Zen-like aloofness. Deadpan line-delivery. A certain dumbstruck cool verging on total blankness. These are some of Keanu Reeves’ actorly calling cards -- a skill set that allows him to portray everything from a time-traveling stoner (“Bill & Ted’s Excellent Adventure”) to a Messiah-like demigod (in the “Matrix” trilogy). You wouldn’t necessarily associate such dude-itude with gun-toting, perp-busting cop roles. But the star’s turn in “Street Kings” marks Reeves’ fifth outing as a man with a badge and a mission. Although the 43-year-old might never outgrow nagging expectations that he’s going to blurt out “No way!” -- even while packing a Glock and clad in Kevlar -- Reeves has excelled at more than his fair share of police parts. (Phil McCarten / Associated Press)
Blank and aloof
“Street Kings” (2008)

The cop: Veteran LAPD Det. Tom Ludlow is a man of few words -- a guy with bulging biceps, a drinking problem and a nasty habit of killing perps rather than bring them to any more conventional form of justice. Morally rudderless since his wife’s death, he goes to guns after witnessing his ex-partner -- a suspected Internal Affairs snitch -- being murdered. In the process of uncovering the truth, Ludlow risks disgracing his elite tactical unit and must face up to his demons in an attempt to redeem himself.

Key dialogue: “We’re the police. We can do whatever the hell we want.” (Merrick Morton / Fox Searchlight Pictures)
” A Scanner Darkly”
“A Scanner Darkly” (2006)

The cop: Officer Fred/Bob Archer is a narc who’s working toward a huge drug bust and an overdose; he’s addicted to something called Substance D, even while trying to get it off the street. Rendered in surrealistic “rotoscopic” animation (à la director Richard Linklater‘s earlier film “Waking Life”), the character’s zonked-out existentialism is a perfect fit with Reeves’ innate spaciness.

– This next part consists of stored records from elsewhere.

//! In-memory event capture for logging assertions in tests

use std::collections::HashMap;
use std::sync::{Arc, Mutex, OnceLock};
use tracing::field::{Field, Visit};
use tracing::{Level, Subscriber};
use tracing_subscriber::layer::{Context, SubscriberExt};
use tracing_subscriber::registry::LookupSpan;
use tracing_subscriber::util::SubscriberInitExt;
use tracing_subscriber::Layer;
use typeshape_core_types::schema;

/// One captured event and its recorded fields
#[derive(Clone, Debug)]
pub struct CapturedEvent {
    pub level: Level,
    pub component: Option<String>,
    pub op: Option<String>,
    pub event: Option<String>,
    pub structure: Option<String>,
    pub fields: HashMap<String, String>,
}

impl CapturedEvent {
    pub fn field(&self, name: &str) -> Option<&str> {
        self.fields.get(name).map(String::as_str)
    }
}

#[derive(Default)]
struct FieldVisitor {
    fields: HashMap<String, String>,
}

impl Visit for FieldVisitor {
    fn record_debug(&mut self, field: &Field, value: &dyn std::fmt::Debug) {
        self.fields
            .insert(field.name().to_string(), format!("{:?}", value));
    }

    fn record_str(&mut self, field: &Field, value: &str) {
        self.fields
            .insert(field.name().to_string(), value.to_string());
    }

    fn record_i64(&mut self, field: &Field, value: i64) {
        self.fields
            .insert(field.name().to_string(), value.to_string());
    }

    fn record_u64(&mut self, field: &Field, value: u64) {
        self.fields
            .insert(field.name().to_string(), value.to_string());
    }

    fn record_bool(&mut self, field: &Field, value: bool) {
        self.fields
            .insert(field.name().to_string(), value.to_string());
    }
}

/// Layer that appends every event to a shared buffer
pub struct TestCaptureLayer {
    events: Arc<Mutex<Vec<CapturedEvent>>>,
}

impl TestCaptureLayer {
    pub fn new() -> (Self, TestCapture) {
        let events = Arc::new(Mutex::new(Vec::new()));
        let layer = Self {
            events: events.clone(),
        };
        (layer, TestCapture { events })
    }
}

impl<S> Layer<S> for TestCaptureLayer
where
    S: Subscriber + for<'a> LookupSpan<'a>,
{
    fn on_event(&self, event: &tracing::Event<'_>, _ctx: Context<'_, S>) {
        let mut visitor = FieldVisitor::default();
        event.record(&mut visitor);
        let fields = visitor.fields;

        let captured = CapturedEvent {
            level: *event.metadata().level(),
            component: fields.get(schema::FIELD_COMPONENT).cloned(),
            op: fields.get(schema::FIELD_OP).cloned(),
            event: fields.get(schema::FIELD_EVENT).cloned(),
            structure: fields.get(schema::FIELD_STRUCTURE).cloned(),
            fields,
        };

        self.events
            .lock()
            .map(|mut events| events.push(captured))
            .ok();
    }
}

/// Handle onto the captured events
#[derive(Clone)]
pub struct TestCapture {
    events: Arc<Mutex<Vec<CapturedEvent>>>,
}

impl TestCapture {
    pub fn events(&self) -> Vec<CapturedEvent> {
        self.events.lock().map(|e| e.clone()).unwrap_or_default()
    }

    /// Events emitted for `op`, in emission order
    pub fn events_for(&self, op: &str) -> Vec<CapturedEvent> {
        self.events()
            .into_iter()
            .filter(|e| e.op.as_deref() == Some(op))
            .collect()
    }

    /// # Panics
    ///
    /// Panics if no event with this op and event name was captured
    pub fn assert_event_exists(&self, op: &str, event: &str) {
        let events = self.events();
        let found = events
            .iter()
            .any(|e| e.op.as_deref() == Some(op) && e.event.as_deref() == Some(event));
        assert!(
            found,
            "Expected event op={} event={} not found in {} captured events",
            op,
            event,
            events.len()
        );
    }

    pub fn clear(&self) {
        self.events.lock().map(|mut e| e.clear()).ok();
    }

    pub fn count_events<F>(&self, predicate: F) -> usize
    where
        F: Fn(&CapturedEvent) -> bool,
    {
        self.events().iter().filter(|e| predicate(e)).count()
    }
}

static GLOBAL_CAPTURE: OnceLock<TestCapture> = OnceLock::new();

/// Install the capture layer as the global subscriber (once per process)
/// and return a handle onto the shared buffer
///
/// # Example
///
/// ```
/// use typeshape_core::logging_facility::test_capture::init_test_capture;
/// use typeshape_core::log_op_start;
///
/// let capture = init_test_capture();
/// log_op_start!("migrate");
/// capture.assert_event_exists("migrate", "start");
/// ```
pub fn init_test_capture() -> TestCapture {
    GLOBAL_CAPTURE
        .get_or_init(|| {
            let (layer, capture) = TestCaptureLayer::new();
            let _ = tracing_subscriber::registry().with(layer).try_init();
            capture
        })
        .clone()
}

#[cfg(test)]
mod tests {
    use super::*;

    #[test]
    fn test_layer_records_canonical_fields() {
        let (layer, capture) = TestCaptureLayer::new();
        let subscriber = tracing_subscriber::registry().with(layer);
        tracing::subscriber::with_default(subscriber, || {
            tracing::info!(op = "serialize", event = "end", structure = "Person", duration_ms = 2u64);
        });

        let events = capture.events_for("serialize");
        assert_eq!(events.len(), 1);
        assert_eq!(events[0].event.as_deref(), Some("end"));
        assert_eq!(events[0].structure.as_deref(), Some("Person"));
        assert_eq!(events[0].field("duration_ms"), Some("2"));
    }

    #[test]
    fn test_clear_empties_buffer() {
        let (layer, capture) = TestCaptureLayer::new();
        let subscriber = tracing_subscriber::registry().with(layer);
        tracing::subscriber::with_default(subscriber, || {
            tracing::info!(op = "migrate", event = "start");
        });
        assert_eq!(capture.count_events(|_| true), 1);
        capture.clear();
        assert!(capture.events().is_empty());
    }
}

Key dialogue: “How’d I get here?”  (Warner Independent Pictures)
“Constantine”
“Constantine” (2005)

The cop: Fair enough, John Constantine isn’t exactly a cop, insofar as he was never officially one of the boys in blue. He’s a supernatural detective, an exorcism-performing antihero with a crucifix-shaped Gatling gun responsible for enforcing an uneasy peace between angels and hell-spawn on Earth. He’s been to hell, of course, chain smokes and, as played by Reeves, delivers jokes so deadpan they are DOA.

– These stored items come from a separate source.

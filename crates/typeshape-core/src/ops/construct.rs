//! Instance construction
//!
//! Validated construction resolves defaults and constants, checks required
//! fields, validates every supplied value, keeps or rejects undeclared keys,
//! runs invariants and finally registers uniqueness claims. Trusted
//! construction fills the slots directly for structures that opted in.

use std::collections::{BTreeMap, VecDeque};
use std::sync::Arc;
use typeshape_core_types::FieldPath;

use crate::config::ValidationMode;
use crate::errors::{Result, SchemaError};
use crate::model::field::{Field, FieldKind};
use crate::model::instance::Origin;
use crate::model::structure::StructureType;
use crate::model::Instance;
use crate::ops::uniqueness::{self, UniquenessIndex};
use crate::rules::invariants;
use crate::rules::validation::{self, Collector, ValidationContext};
use crate::value::Value;

/// Construction settings
#[derive(Debug, Clone, Default)]
pub struct ConstructOptions {
    pub mode: ValidationMode,
    /// Registry for unique fields; uniqueness is not checked without one
    pub uniqueness: Option<Arc<UniquenessIndex>>,
}

impl ConstructOptions {
    pub fn collect_all(mut self) -> Self {
        self.mode = ValidationMode::CollectAll;
        self
    }

    pub fn with_uniqueness(mut self, index: Arc<UniquenessIndex>) -> Self {
        self.uniqueness = Some(index);
        self
    }
}

fn named<I, K, V>(values: I) -> BTreeMap<String, Value>
where
    I: IntoIterator<Item = (K, V)>,
    K: Into<String>,
    V: Into<Value>,
{
    values
        .into_iter()
        .map(|(k, v)| (k.into(), v.into()))
        .collect()
}

/// Build a validated instance from named values
///
/// # Errors
///
/// The first violation found, or an `Aggregate` of all of them in
/// collect-all mode: `UnknownField`, `MissingRequired`, field validation
/// errors, `StructureInvariantViolation`, `UniquenessViolation`.
pub fn construct<I, K, V>(
    ty: &Arc<StructureType>,
    values: I,
    options: &ConstructOptions,
) -> Result<Instance>
where
    I: IntoIterator<Item = (K, V)>,
    K: Into<String>,
    V: Into<Value>,
{
    let mut instance = construct_at(ty, named(values), &FieldPath::root(), options.mode)?;
    register(&mut instance, options.uniqueness.as_ref())?;
    tracing::debug!(
        structure = %ty.name(),
        field_count = instance.values().len(),
        "instance constructed"
    );
    Ok(instance)
}

/// Build an instance of a single-field wrapper from its one value
///
/// # Errors
///
/// `InvalidInput` unless the structure has exactly one non-constant field;
/// otherwise as `construct`.
pub fn construct_single(
    ty: &Arc<StructureType>,
    value: impl Into<Value>,
    options: &ConstructOptions,
) -> Result<Instance> {
    let name = ty
        .single_field()
        .ok_or_else(|| SchemaError::InvalidInput {
            path: FieldPath::root(),
            reason: format!("{} does not have exactly one field", ty.name()),
        })?
        .to_string();
    construct(ty, [(name, value.into())], options)
}

/// Build an instance without field, combinator or invariant validation
///
/// Defaults, constants and the version stamp are still applied, and values
/// get the same shape conversions validated construction performs (integers
/// widened for float fields, date strings parsed, lists turned into sets,
/// tuples and deques) so both paths produce equal instances. Map values for
/// structure fields go through validated construction. Uniqueness is not
/// registered.
///
/// # Errors
///
/// `TrustedNotEnabled` unless the structure was declared `trusted()`,
/// `UnknownField` for undeclared keys the structure does not accept, and
/// validation errors from nested structure construction.
pub fn construct_trusted<I, K, V>(
    ty: &Arc<StructureType>,
    values: I,
    options: &ConstructOptions,
) -> Result<Instance>
where
    I: IntoIterator<Item = (K, V)>,
    K: Into<String>,
    V: Into<Value>,
{
    if !ty.is_trusted() {
        return Err(SchemaError::TrustedNotEnabled {
            structure: ty.name().to_string(),
        });
    }

    let mut c = Collector::new(ValidationMode::FailFast);
    let (declared, extras) = split_declared(ty, named(values), &FieldPath::root(), &mut c)?;
    let cx = ValidationContext::new(options.mode).with_siblings(&declared);

    let mut stored = BTreeMap::new();
    for (name, field) in ty.fields() {
        let path = FieldPath::field(name);
        let value = match (field.constant_value(), declared.get(name)) {
            (Some(constant), _) => Some(constant.clone()),
            (None, Some(value)) => Some(trusted_value(field, value.clone(), &path, &cx)?),
            (None, None) => field.default_value().map(|d| d.produce()),
        };
        if let Some(value) = value {
            stored.insert(name.clone(), value);
        }
    }

    tracing::debug!(structure = %ty.name(), "trusted instance constructed");
    Ok(Instance::from_parts(ty.clone(), stored, extras, Origin::Trusted))
}

fn trusted_value(
    field: &Field,
    value: Value,
    path: &FieldPath,
    cx: &ValidationContext<'_>,
) -> Result<Value> {
    let converted = match (&field.kind, value) {
        (FieldKind::Structure(_) | FieldKind::Polymorphic(_), map @ Value::Map(_)) => {
            return validation::validate_field(field, map, path, cx);
        }
        (FieldKind::Float(_), Value::Int(i)) => Value::Float(i as f64),
        (FieldKind::Date { .. } | FieldKind::DateTime { .. }, text @ Value::Str(_)) => {
            validation::validate_field(field, text.clone(), path, cx).unwrap_or(text)
        }
        (FieldKind::Array(seq), Value::List(items)) => {
            Value::List(trusted_items(|i| seq.items.at(i), items, path, cx)?)
        }
        (FieldKind::Deque { seq, maxlen }, Value::List(items)) => Value::Deque(bounded(
            trusted_items(|i| seq.items.at(i), items, path, cx)?,
            *maxlen,
        )),
        (FieldKind::Deque { seq, maxlen }, Value::Deque(items)) => Value::Deque(bounded(
            trusted_items(|i| seq.items.at(i), items.into(), path, cx)?,
            *maxlen,
        )),
        (FieldKind::Tuple { items: positions, .. }, Value::List(items) | Value::Tuple(items)) => {
            Value::Tuple(trusted_items(|i| positions.get(i), items, path, cx)?)
        }
        (FieldKind::Set { items: item, .. }, Value::List(items)) => Value::Set(
            trusted_items(|_| item.as_deref(), items, path, cx)?
                .into_iter()
                .collect(),
        ),
        (FieldKind::Map { keys, values, .. }, Value::Map(entries)) => {
            let mut out = BTreeMap::new();
            for (k, v) in entries {
                let entry_path = path.join_key(k.key_string());
                let k = match keys {
                    Some(key_field) => trusted_value(key_field, k, &entry_path, cx)?,
                    None => k,
                };
                let v = match values {
                    Some(value_field) => trusted_value(value_field, v, &entry_path, cx)?,
                    None => v,
                };
                out.insert(k, v);
            }
            Value::Map(out)
        }
        // shape conversion only; a value no candidate accepts is kept as given
        (FieldKind::Combinator(_), value) => {
            validation::validate_field(field, value.clone(), path, cx).unwrap_or(value)
        }
        (_, other) => other,
    };
    Ok(converted)
}

/// Newest `maxlen` items, as a bounded deque keeps them
fn bounded(items: Vec<Value>, maxlen: Option<usize>) -> VecDeque<Value> {
    let mut items: VecDeque<Value> = items.into();
    if let Some(max) = maxlen {
        while items.len() > max {
            items.pop_front();
        }
    }
    items
}

fn trusted_items<'f>(
    descriptor: impl Fn(usize) -> Option<&'f Field>,
    items: Vec<Value>,
    path: &FieldPath,
    cx: &ValidationContext<'_>,
) -> Result<Vec<Value>> {
    items
        .into_iter()
        .enumerate()
        .map(|(i, item)| match descriptor(i) {
            Some(field) => trusted_value(field, item, &path.join_index(i), cx),
            None => Ok(item),
        })
        .collect()
}

/// Separate declared fields from undeclared keys
fn split_declared(
    ty: &StructureType,
    values: BTreeMap<String, Value>,
    base: &FieldPath,
    c: &mut Collector,
) -> Result<(BTreeMap<String, Value>, BTreeMap<String, Value>)> {
    let mut declared = BTreeMap::new();
    let mut extras = BTreeMap::new();
    for (key, value) in values {
        if ty.field(&key).is_some() {
            declared.insert(key, value);
        } else if ty.additional_properties() {
            extras.insert(key, value);
        } else {
            c.record(SchemaError::UnknownField {
                path: base.join_field(&key),
                structure: ty.name().to_string(),
            })?;
        }
    }
    Ok((declared, extras))
}

/// Validated construction at `base`, without uniqueness registration
///
/// Nested structure fields are built through here with their absolute path.
pub(crate) fn construct_at(
    ty: &Arc<StructureType>,
    values: BTreeMap<String, Value>,
    base: &FieldPath,
    mode: ValidationMode,
) -> Result<Instance> {
    let mut c = Collector::new(mode);
    let (declared, extras) = split_declared(ty, values, base, &mut c)?;
    let cx = ValidationContext::new(mode).with_siblings(&declared);

    let mut stored = BTreeMap::new();
    for (name, field) in ty.fields() {
        let path = base.join_field(name);
        let validated = match declared.get(name) {
            Some(Value::Undefined) if ty.allow_undefined() => Some(Value::Undefined),
            Some(value) => c.take(validation::validate_field(field, value.clone(), &path, &cx))?,
            None => match (field.constant_value(), field.default_value()) {
                (Some(constant), _) => Some(constant.clone()),
                (None, Some(default)) => {
                    c.take(validation::validate_field(field, default.produce(), &path, &cx))?
                }
                (None, None) => {
                    if ty.is_required(name) {
                        c.record(SchemaError::MissingRequired { path })?;
                    }
                    None
                }
            },
        };
        if let Some(value) = validated {
            stored.insert(name.clone(), value);
        }
    }
    c.finish(())?;

    let instance = Instance::from_parts(ty.clone(), stored, extras, Origin::Validated);
    invariants::check_invariants(&instance, base)?;
    Ok(instance)
}

/// Register a new top-level instance with the index, if there is one
pub(crate) fn register(instance: &mut Instance, index: Option<&Arc<UniquenessIndex>>) -> Result<()> {
    if let Some(index) = index {
        index.claim_all(&uniqueness::claims_for(instance))?;
        instance.attach_index(index.clone());
    }
    Ok(())
}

Key dialogue: The movie’s “whoa bro” moment arrives when Constantine gives Lucifer the middle finger. (David James / Warner Bros.)
“Speed”
“Speed” (1994)

The cop: Officer Jack Traven, a hard-charging young cop faced with a daunting task: He must diffuse a bomb, which a psychopath has placed on a city bus, that’s set to go off should the bus’ speed drop below 50 mph. In keeping with Reeves’ “minimum output-maximum intake” approach to acting, the character is more apt to jump a bus “Dukes of Hazzard” style across an unfinished freeway overpass than speak more than two sentences of dialogue in a given scene. And, of course, he gets the girl (played by Sandra Bullock).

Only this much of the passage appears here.